Lines with "RecordBatch": please show every one of them from the listing below.

++++ Given records ++++

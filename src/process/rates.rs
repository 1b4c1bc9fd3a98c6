// src/process/rates.rs

use crate::config::REGION_COLUMN;
use crate::error::{RateError, Result};
use crate::process::{naming::normalize, table::SourceTable, utils::parse_numeric_or_default};
use arrow::{
    array::{Array, ArrayRef, Float64Array, Int64Array},
    compute::{lexsort_to_indices, take, SortColumn, SortOptions},
    csv::WriterBuilder,
    datatypes::{DataType, Field, Schema},
    record_batch::RecordBatch,
};
use std::{
    fs::{self, File},
    path::{Path, PathBuf},
    sync::Arc,
};
use tracing::debug;

/// Derived columns for one metric under one population basis.
#[derive(Debug)]
pub struct RateTable {
    pub per100k_column: String,
    pub pct_column: String,
    /// `state`, per-100k, percent, integer count; sorted by per-100k descending.
    pub batch: RecordBatch,
}

/// Largest magnitude a metric cell may have and still be stored as an `i64` count.
const MAX_COUNT: f64 = i64::MAX as f64;

/// Metric cell as a count; unparsable, non-finite or out-of-range cells are zero.
fn metric_value(cell: Option<&str>) -> f64 {
    parse_numeric_or_default(cell, Some(0.0))
        .filter(|v| v.abs() < MAX_COUNT)
        .unwrap_or(0.0)
}

/// `metric / population * scale`, undefined when the population is undefined
/// or zero.
fn rate(metric: f64, population: Option<f64>, scale: f64) -> Option<f64> {
    population
        .filter(|p| *p != 0.0)
        .map(|p| metric / p * scale)
}

/// Compute the rate table for `metric` against `population_column`.
///
/// Population cells that do not parse stay undefined and yield undefined rates.
/// Metric cells that do not parse count as zero.
pub fn compute_rate_table(
    table: &SourceTable,
    metric: &str,
    population_column: &str,
    label_suffix: &str,
) -> Result<RateTable> {
    if !table.has_column(population_column) {
        return Err(RateError::missing_column(
            population_column,
            format!("population column for metric '{metric}'"),
        ));
    }
    let states = table.text_column(REGION_COLUMN)?;
    let raw_pop = table.text_column(population_column)?;
    let raw_metric = table.text_column(metric)?;

    let pop: Vec<Option<f64>> = raw_pop
        .iter()
        .map(|cell| parse_numeric_or_default(cell, None))
        .collect();
    let metric_vals: Vec<f64> = raw_metric.iter().map(metric_value).collect();

    let per100k: Float64Array = metric_vals
        .iter()
        .zip(&pop)
        .map(|(m, p)| rate(*m, *p, 100_000.0))
        .collect();
    let pct: Float64Array = metric_vals
        .iter()
        .zip(&pop)
        .map(|(m, p)| rate(*m, *p, 100.0))
        .collect();
    // truncates toward zero; metric_value keeps this inside i64 range
    let base: Int64Array = metric_vals
        .iter()
        .map(|m| m.trunc() as i64)
        .collect::<Vec<_>>()
        .into();

    let per100k_column = format!("{metric}Per100k{label_suffix}");
    let pct_column = format!("{metric}Pct{label_suffix}");

    let schema = Arc::new(Schema::new(vec![
        Field::new(REGION_COLUMN, DataType::Utf8, true),
        Field::new(&per100k_column, DataType::Float64, true),
        Field::new(&pct_column, DataType::Float64, true),
        Field::new(metric, DataType::Int64, false),
    ]));
    let columns: Vec<ArrayRef> = vec![
        Arc::new(states.clone()),
        Arc::new(per100k),
        Arc::new(pct),
        Arc::new(base),
    ];
    let unsorted = RecordBatch::try_new(schema, columns)?;
    let batch = sort_by_rate(&unsorted)?;

    debug!(
        rows = batch.num_rows(),
        undefined = batch.column(1).null_count(),
        column = %per100k_column,
        "computed rate table"
    );

    Ok(RateTable {
        per100k_column,
        pct_column,
        batch,
    })
}

/// Order rows by the per-100k column (index 1) descending with undefined rates
/// last, breaking ties on the region ascending.
fn sort_by_rate(batch: &RecordBatch) -> Result<RecordBatch> {
    let keys = [
        SortColumn {
            values: batch.column(1).clone(),
            options: Some(SortOptions {
                descending: true,
                nulls_first: false,
            }),
        },
        SortColumn {
            values: batch.column(0).clone(),
            options: Some(SortOptions {
                descending: false,
                nulls_first: false,
            }),
        },
    ];
    let indices = lexsort_to_indices(&keys, None)?;
    let columns = batch
        .columns()
        .iter()
        .map(|c| take(c.as_ref(), &indices, None))
        .collect::<std::result::Result<Vec<_>, _>>()?;
    Ok(RecordBatch::try_new(batch.schema(), columns)?)
}

/// Output path for a metric: `<out_dir>/<kebab-metric><file_suffix>.csv`.
pub fn output_path(out_dir: &Path, metric: &str, file_suffix: &str) -> PathBuf {
    out_dir.join(format!("{}{}.csv", normalize(metric), file_suffix))
}

/// Write `batch` as CSV with a header row, replacing any file at `path`.
///
/// The data lands in a hidden sibling first and is renamed into place.
pub fn write_csv(batch: &RecordBatch, path: &Path) -> Result<()> {
    let file_name = path
        .file_name()
        .map(|n| n.to_string_lossy().into_owned())
        .unwrap_or_else(|| "output.csv".to_string());
    let tmp_path = path.with_file_name(format!(".{file_name}.tmp"));

    {
        let file = File::create(&tmp_path)?;
        let mut writer = WriterBuilder::new().with_header(true).build(file);
        writer.write(batch)?;
    }
    fs::rename(&tmp_path, path)?;
    Ok(())
}

/// Build, sort and persist the rate table for one metric under one basis,
/// returning the written path.
#[tracing::instrument(
    level = "debug",
    skip_all,
    fields(metric = %metric, population = %population_column)
)]
pub fn build_metric_table(
    table: &SourceTable,
    metric: &str,
    out_dir: &Path,
    population_column: &str,
    label_suffix: &str,
    file_suffix: &str,
) -> Result<PathBuf> {
    let rates = compute_rate_table(table, metric, population_column, label_suffix)?;

    fs::create_dir_all(out_dir)?;
    let path = output_path(out_dir, metric, file_suffix);
    write_csv(&rates.batch, &path)?;

    debug!(path = %path.display(), rows = rates.batch.num_rows(), "wrote rate table");
    Ok(path)
}
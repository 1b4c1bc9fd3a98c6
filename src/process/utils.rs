/// Trim whitespace + strip outer quotes if present.
pub fn clean_str(raw: &str) -> &str {
    let trimmed = raw.trim();
    if trimmed.len() >= 2 && trimmed.starts_with('"') && trimmed.ends_with('"') {
        trimmed[1..trimmed.len() - 1].trim()
    } else {
        trimmed
    }
}

/// Parse a raw cell as a number, falling back to `default` when the cell is
/// null, empty, unparsable, or not finite (`NaN`, `inf`).
///
/// Population columns pass `None` so missingness propagates into the rates;
/// metric columns pass `Some(0.0)`.
pub fn parse_numeric_or_default(cell: Option<&str>, default: Option<f64>) -> Option<f64> {
    cell.map(clean_str)
        .filter(|s| !s.is_empty())
        .and_then(|s| s.parse::<f64>().ok())
        .filter(|v| v.is_finite())
        .or(default)
}
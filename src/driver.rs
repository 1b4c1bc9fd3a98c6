// src/driver.rs

use crate::config::{PopulationBasis, RunConfig, REGION_COLUMN};
use crate::error::{RateError, Result};
use crate::process::{build_metric_table, SourceTable};
use rayon::prelude::*;
use std::{fs, path::PathBuf};
use tracing::{info, warn};

/// Files written for one population basis, in metric order.
#[derive(Debug, Clone)]
pub struct BasisReport {
    pub basis: String,
    pub dir: PathBuf,
    pub files: Vec<PathBuf>,
}

#[derive(Debug, Clone, Default)]
pub struct RunSummary {
    /// One report per basis, in configuration order.
    pub written: Vec<BasisReport>,
    /// Metrics absent from the input, skipped under every basis.
    pub skipped: Vec<String>,
}

impl RunSummary {
    pub fn files_written(&self) -> usize {
        self.written.iter().map(|r| r.files.len()).sum()
    }
}

fn check_metric(table: &SourceTable, metric: &str) -> Result<()> {
    if table.has_column(metric) {
        Ok(())
    } else {
        Err(RateError::MissingMetric(metric.to_string()))
    }
}

/// Load `config.input` and write every rate table it supports.
pub fn run(config: &RunConfig) -> Result<RunSummary> {
    info!(input = %config.input.display(), "loading source data");
    let table = SourceTable::load(&config.input)?;
    run_on_table(&table, config)
}

/// Write the rate tables for an already-loaded table.
///
/// Fails before writing anything if the region column or any basis'
/// population column is missing. Metrics missing from the table are
/// warned about once and skipped.
pub fn run_on_table(table: &SourceTable, config: &RunConfig) -> Result<RunSummary> {
    if !table.has_column(REGION_COLUMN) {
        return Err(RateError::missing_column(REGION_COLUMN, "region identifier"));
    }
    for basis in &config.bases {
        if !table.has_column(&basis.population_column) {
            return Err(RateError::missing_column(
                &basis.population_column,
                format!("population basis {}", basis.name),
            ));
        }
    }

    let mut present = Vec::with_capacity(config.metrics.len());
    let mut skipped = Vec::new();
    for metric in &config.metrics {
        match check_metric(table, metric) {
            Ok(()) => present.push(metric.as_str()),
            Err(e) if e.is_skippable() => {
                warn!("{e}; skipping");
                skipped.push(metric.clone());
            }
            Err(e) => return Err(e),
        }
    }

    let mut written = Vec::with_capacity(config.bases.len());
    for basis in &config.bases {
        let report = run_basis(table, basis, &present, config)?;
        info!(
            basis = %report.basis,
            count = report.files.len(),
            dir = %report.dir.display(),
            "completed {} outputs",
            report.basis
        );
        written.push(report);
    }

    Ok(RunSummary { written, skipped })
}

fn run_basis(
    table: &SourceTable,
    basis: &PopulationBasis,
    metrics: &[&str],
    config: &RunConfig,
) -> Result<BasisReport> {
    let dir = basis.output_dir(&config.output_root);
    fs::create_dir_all(&dir)?;

    // Each metric writes its own file; the table is only read.
    let files = metrics
        .par_iter()
        .map(|metric| {
            build_metric_table(
                table,
                metric,
                &dir,
                &basis.population_column,
                &basis.label_suffix,
                &basis.file_suffix,
            )
        })
        .collect::<Result<Vec<_>>>()?;

    for path in &files {
        info!("wrote {}", path.display());
    }

    Ok(BasisReport {
        basis: basis.name.clone(),
        dir,
        files,
    })
}
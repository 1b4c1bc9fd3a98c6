// src/process/mod.rs

pub mod naming;
pub mod rates;
pub mod table;
pub mod utils;

pub use naming::normalize;
pub use rates::{build_metric_table, compute_rate_table, output_path, write_csv, RateTable};
pub use table::SourceTable;
pub use utils::{clean_str, parse_numeric_or_default};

++++

## Exercise answer
    record_batch::RecordBatch,
    pub batch: RecordBatch,
    let unsorted = RecordBatch::try_new(schema, columns)?;
fn sort_by_rate(batch: &RecordBatch) -> Result<RecordBatch> {
    Ok(RecordBatch::try_new(batch.schema(), columns)?)
pub fn write_csv(batch: &RecordBatch, path: &Path) -> Result<()> {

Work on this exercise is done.